The facility comprises an advanced cleanroom housing world-class nanofabrication equipment for research and development of superconducting electronics and quantum circuits. These advanced types of electronics are used to produce extremely sensitive detectors, such as those needed for future medical imaging. Scientists using this type of equipment are also working to develop quantum computers. Quantum computers will be able to outperform the fastest present day computers for certain tasks.
Professor Paul Layzell, Principal of Royal Holloway, said: “SuperFab puts Royal Holloway at the leading edge of superconducting device physics, and quantum physics research.
“This world class facility will boost our vibrant and interdisciplinary research portfolio spanning our science departments. I hope it will inspire the next generation of scientist to find their purpose and make a difference.”

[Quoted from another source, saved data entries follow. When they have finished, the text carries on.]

//! Relations between entities
//!
//! Relations are collected while scanning and printed after every entity
//! block. They are kept in encounter order and never deduplicated.

/// Relation kind between two entities
#[derive(Debug, Clone, Copy, PartialEq, Eq, Hash)]
pub enum RelationKind {
    /// `Extends:` superclass
    Inheritance,
    /// `Implements:` interface
    Realization,
    /// Field whose type names another entity
    Composition,
}

/// A directed relation recorded for the entity that declared it
#[derive(Debug, Clone, PartialEq, Eq)]
pub struct Relation {
    pub kind: RelationKind,
    /// Entity whose record produced the relation
    pub owner: String,
    /// Superclass, interface or field type on the other end
    pub target: String,
}

impl Relation {
    pub fn new(kind: RelationKind, owner: impl Into<String>, target: impl Into<String>) -> Self {
        Self {
            kind,
            owner: owner.into(),
            target: target.into(),
        }
    }

    pub fn inheritance(owner: impl Into<String>, parent: impl Into<String>) -> Self {
        Self::new(RelationKind::Inheritance, owner, parent)
    }

    pub fn realization(owner: impl Into<String>, interface: impl Into<String>) -> Self {
        Self::new(RelationKind::Realization, owner, interface)
    }

    pub fn composition(owner: impl Into<String>, part: impl Into<String>) -> Self {
        Self::new(RelationKind::Composition, owner, part)
    }
}
//! Record stream grammar
//!
//! The extractor writes one entity per block, each block a run of sentinel
//! lines and the content lines that belong to them:
//!
//! ```text
//! -----------------------------------------------------
//! Class: com.acme.Widget
//! Extends: com.acme.Part
//! Implements:
//!   - java.io.Serializable
//! Fields:
//!   - private int size
//! Constructors:
//!   - public Widget(int)
//! Methods:
//!   - public int getSize()
//! ----------------------------------------------------
//! ```
//!
//! This module classifies single lines into [`RecordLine`] values. It has no
//! state; the normalizer and the scanner each drive their own state machine
//! off the classified lines.

use std::fmt;

/// The universal root type; never recorded as a superclass edge
pub const ROOT_OBJECT: &str = "java.lang.Object";

/// Minimum run of dashes that counts as a block separator
pub const SEPARATOR_MIN_RUN: usize = 4;

const CLASS: &str = "Class:";
const INTERFACE: &str = "Interface:";
const ANNOTATION: &str = "Annotation:";
const EXTENDS: &str = "Extends:";
const IMPLEMENTS: &str = "Implements:";
const CONSTRUCTORS: &str = "Constructors:";
const METHODS: &str = "Methods:";
const FIELDS: &str = "Fields:";

/// Kind of entity a block describes
#[derive(Debug, Clone, Copy, PartialEq, Eq, Hash)]
pub enum EntityKind {
    Class,
    Interface,
    Annotation,
}

impl EntityKind {
    /// Keyword used for this kind in block-style notations
    pub fn keyword(self) -> &'static str {
        match self {
            EntityKind::Class => "class",
            EntityKind::Interface => "interface",
            EntityKind::Annotation => "annotation",
        }
    }
}

impl fmt::Display for EntityKind {
    fn fmt(&self, f: &mut fmt::Formatter<'_>) -> fmt::Result {
        f.write_str(self.keyword())
    }
}

/// One classified line of the record stream
#[derive(Debug, Clone, Copy, PartialEq, Eq)]
pub enum RecordLine<'a> {
    /// `Class:`, `Interface:` or `Annotation:` with the qualified name
    EntityHeader { kind: EntityKind, name: &'a str },
    /// `Extends:` with the qualified superclass name
    Extends(&'a str),
    Implements,
    Constructors,
    Methods,
    Fields,
    /// A run of dashes closing the block
    Separator,
    /// Anything else, owned by the section opened last
    Content(&'a str),
}

impl<'a> RecordLine<'a> {
    /// Classify a line. Surrounding whitespace is ignored.
    pub fn classify(line: &'a str) -> Self {
        let line = line.trim();

        if let Some(name) = line.strip_prefix(CLASS) {
            return RecordLine::EntityHeader {
                kind: EntityKind::Class,
                name: name.trim(),
            };
        }
        if let Some(name) = line.strip_prefix(INTERFACE) {
            return RecordLine::EntityHeader {
                kind: EntityKind::Interface,
                name: name.trim(),
            };
        }
        if let Some(name) = line.strip_prefix(ANNOTATION) {
            return RecordLine::EntityHeader {
                kind: EntityKind::Annotation,
                name: name.trim(),
            };
        }
        if let Some(parent) = line.strip_prefix(EXTENDS) {
            return RecordLine::Extends(parent.trim());
        }
        if line.starts_with(IMPLEMENTS) {
            return RecordLine::Implements;
        }
        if line.starts_with(CONSTRUCTORS) {
            return RecordLine::Constructors;
        }
        if line.starts_with(METHODS) {
            return RecordLine::Methods;
        }
        if line.starts_with(FIELDS) {
            return RecordLine::Fields;
        }
        if is_separator(line) {
            return RecordLine::Separator;
        }

        RecordLine::Content(line)
    }

    /// Whether this line opens a new entity block
    pub fn is_entity_header(&self) -> bool {
        matches!(self, RecordLine::EntityHeader { .. })
    }
}

/// A separator is a trimmed line made only of dashes
pub fn is_separator(line: &str) -> bool {
    let line = line.trim();
    line.len() >= SEPARATOR_MIN_RUN && line.bytes().all(|b| b == b'-')
}

/// Strip the package qualifier: everything up to and including the last `.`
pub fn simple_name(qualified: &str) -> &str {
    match qualified.rfind('.') {
        Some(pos) => &qualified[pos + 1..],
        None => qualified,
    }
}

/// Strip the leading `-` bullet the extractor puts before content lines
pub fn strip_bullet(line: &str) -> &str {
    let line = line.trim();
    line.strip_prefix('-').map(str::trim_start).unwrap_or(line)
}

Professor David Delpy, Chair of the Defence Scientific Advisory Council and Chair of the UK National Quantum Technologies Programme Strategic Advisory Board, added: “The creation of Royal Holloway’s SuperFab facility represents a major step forward for the UK’s capability in the field of superconducting quantum devices and the international race to develop quantum technology.”
SuperFab is open to UK and international scientists researching superconducting quantum devices and to the wider industry. It is the result of a collaboration between Royal Holloway and the National Physical Laboratory (NPL) with funding received from the Engineering and Physical Sciences Research Council (EPSRC), together with contributions from globally renowned equipment suppliers, JEOL and Zeiss, and support from others including Lancaster University.